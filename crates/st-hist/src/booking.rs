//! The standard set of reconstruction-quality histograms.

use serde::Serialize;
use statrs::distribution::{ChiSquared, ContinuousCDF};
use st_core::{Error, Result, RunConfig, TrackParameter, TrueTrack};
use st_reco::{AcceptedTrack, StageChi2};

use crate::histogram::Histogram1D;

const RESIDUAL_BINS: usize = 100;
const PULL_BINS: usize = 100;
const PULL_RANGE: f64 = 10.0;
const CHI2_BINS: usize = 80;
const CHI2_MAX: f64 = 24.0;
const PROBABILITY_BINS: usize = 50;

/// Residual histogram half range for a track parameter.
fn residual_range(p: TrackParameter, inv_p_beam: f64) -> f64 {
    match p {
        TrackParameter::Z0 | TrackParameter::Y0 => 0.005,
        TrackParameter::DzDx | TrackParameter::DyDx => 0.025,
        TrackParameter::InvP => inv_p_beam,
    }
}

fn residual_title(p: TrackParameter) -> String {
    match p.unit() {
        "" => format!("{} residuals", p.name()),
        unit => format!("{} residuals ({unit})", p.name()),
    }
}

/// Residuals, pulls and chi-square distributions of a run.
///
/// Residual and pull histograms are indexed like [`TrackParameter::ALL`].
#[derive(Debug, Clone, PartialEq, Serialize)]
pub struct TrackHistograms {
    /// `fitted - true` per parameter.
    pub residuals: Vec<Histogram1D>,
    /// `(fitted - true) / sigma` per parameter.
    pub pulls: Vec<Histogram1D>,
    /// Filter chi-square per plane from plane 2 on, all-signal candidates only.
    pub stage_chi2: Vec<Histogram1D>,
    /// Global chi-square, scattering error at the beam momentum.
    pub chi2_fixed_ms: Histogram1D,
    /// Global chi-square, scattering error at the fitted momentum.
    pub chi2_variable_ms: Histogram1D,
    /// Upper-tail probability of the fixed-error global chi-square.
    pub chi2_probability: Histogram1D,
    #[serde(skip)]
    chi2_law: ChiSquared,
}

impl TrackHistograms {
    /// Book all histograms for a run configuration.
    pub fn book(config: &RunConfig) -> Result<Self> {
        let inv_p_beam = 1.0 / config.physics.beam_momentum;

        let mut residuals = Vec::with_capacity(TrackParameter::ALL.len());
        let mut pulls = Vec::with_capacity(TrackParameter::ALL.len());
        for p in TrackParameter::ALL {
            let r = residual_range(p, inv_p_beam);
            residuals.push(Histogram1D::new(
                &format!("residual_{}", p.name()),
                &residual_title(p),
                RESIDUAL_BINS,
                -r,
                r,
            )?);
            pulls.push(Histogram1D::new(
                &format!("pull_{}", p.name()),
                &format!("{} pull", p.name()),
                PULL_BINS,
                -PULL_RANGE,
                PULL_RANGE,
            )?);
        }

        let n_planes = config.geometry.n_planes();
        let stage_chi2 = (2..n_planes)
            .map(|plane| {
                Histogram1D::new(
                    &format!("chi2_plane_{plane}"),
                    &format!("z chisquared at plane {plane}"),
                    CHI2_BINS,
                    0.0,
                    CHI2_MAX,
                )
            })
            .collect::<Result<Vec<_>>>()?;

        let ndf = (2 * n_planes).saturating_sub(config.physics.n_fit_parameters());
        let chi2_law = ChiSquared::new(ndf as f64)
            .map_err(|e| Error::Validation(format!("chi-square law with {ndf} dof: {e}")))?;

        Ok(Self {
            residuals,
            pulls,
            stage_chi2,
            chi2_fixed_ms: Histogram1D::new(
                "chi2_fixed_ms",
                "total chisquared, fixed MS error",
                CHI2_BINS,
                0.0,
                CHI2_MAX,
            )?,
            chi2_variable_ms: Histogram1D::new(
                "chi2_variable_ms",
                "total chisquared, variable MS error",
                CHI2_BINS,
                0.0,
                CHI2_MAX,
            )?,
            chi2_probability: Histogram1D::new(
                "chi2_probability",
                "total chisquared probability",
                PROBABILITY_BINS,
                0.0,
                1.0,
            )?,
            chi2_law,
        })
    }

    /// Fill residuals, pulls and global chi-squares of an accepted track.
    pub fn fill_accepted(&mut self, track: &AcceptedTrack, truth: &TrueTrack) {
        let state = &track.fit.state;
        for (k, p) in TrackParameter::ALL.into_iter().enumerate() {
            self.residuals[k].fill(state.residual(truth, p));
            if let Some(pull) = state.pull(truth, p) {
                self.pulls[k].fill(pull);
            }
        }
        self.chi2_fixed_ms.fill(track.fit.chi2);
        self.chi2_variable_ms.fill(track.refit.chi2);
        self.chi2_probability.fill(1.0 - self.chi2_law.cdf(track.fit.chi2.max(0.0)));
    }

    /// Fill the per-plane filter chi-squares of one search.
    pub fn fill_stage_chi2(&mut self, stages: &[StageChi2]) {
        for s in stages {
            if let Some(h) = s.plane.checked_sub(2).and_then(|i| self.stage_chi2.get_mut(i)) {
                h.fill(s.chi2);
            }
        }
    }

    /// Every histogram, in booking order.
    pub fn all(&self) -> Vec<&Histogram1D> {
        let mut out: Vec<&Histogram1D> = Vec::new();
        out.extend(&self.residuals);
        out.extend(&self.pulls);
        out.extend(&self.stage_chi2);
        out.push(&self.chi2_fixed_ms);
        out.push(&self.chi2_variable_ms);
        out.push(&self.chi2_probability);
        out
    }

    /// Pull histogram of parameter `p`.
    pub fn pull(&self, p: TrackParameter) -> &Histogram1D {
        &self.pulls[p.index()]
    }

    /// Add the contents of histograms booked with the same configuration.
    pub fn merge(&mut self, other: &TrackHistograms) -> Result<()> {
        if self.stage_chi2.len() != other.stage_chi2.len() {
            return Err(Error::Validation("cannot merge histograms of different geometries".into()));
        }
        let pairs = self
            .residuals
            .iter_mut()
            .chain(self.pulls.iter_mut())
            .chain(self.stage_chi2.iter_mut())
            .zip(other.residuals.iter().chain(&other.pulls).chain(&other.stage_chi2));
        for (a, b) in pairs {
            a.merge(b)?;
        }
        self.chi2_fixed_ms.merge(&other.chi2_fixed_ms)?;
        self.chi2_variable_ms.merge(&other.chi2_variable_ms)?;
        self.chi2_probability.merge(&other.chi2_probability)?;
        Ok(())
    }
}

══════════════════════════════

(GOAL OF THE EXERCISE) All that is wanted is a faithful reproduction of the line above with "out.extend(&self.pulls);", the line with "if self.stage_chi2.len() != other.stage_chi2.len()", and every line in between.

(RESPONSE FOR THIS EXERCISE)
        out.extend(&self.pulls);
        out.extend(&self.stage_chi2);
        out.push(&self.chi2_fixed_ms);
        out.push(&self.chi2_variable_ms);
        out.push(&self.chi2_probability);
        out
    }

    /// Pull histogram of parameter `p`.
    pub fn pull(&self, p: TrackParameter) -> &Histogram1D {
        &self.pulls[p.index()]
    }

    /// Add the contents of histograms booked with the same configuration.
    pub fn merge(&mut self, other: &TrackHistograms) -> Result<()> {
        if self.stage_chi2.len() != other.stage_chi2.len() {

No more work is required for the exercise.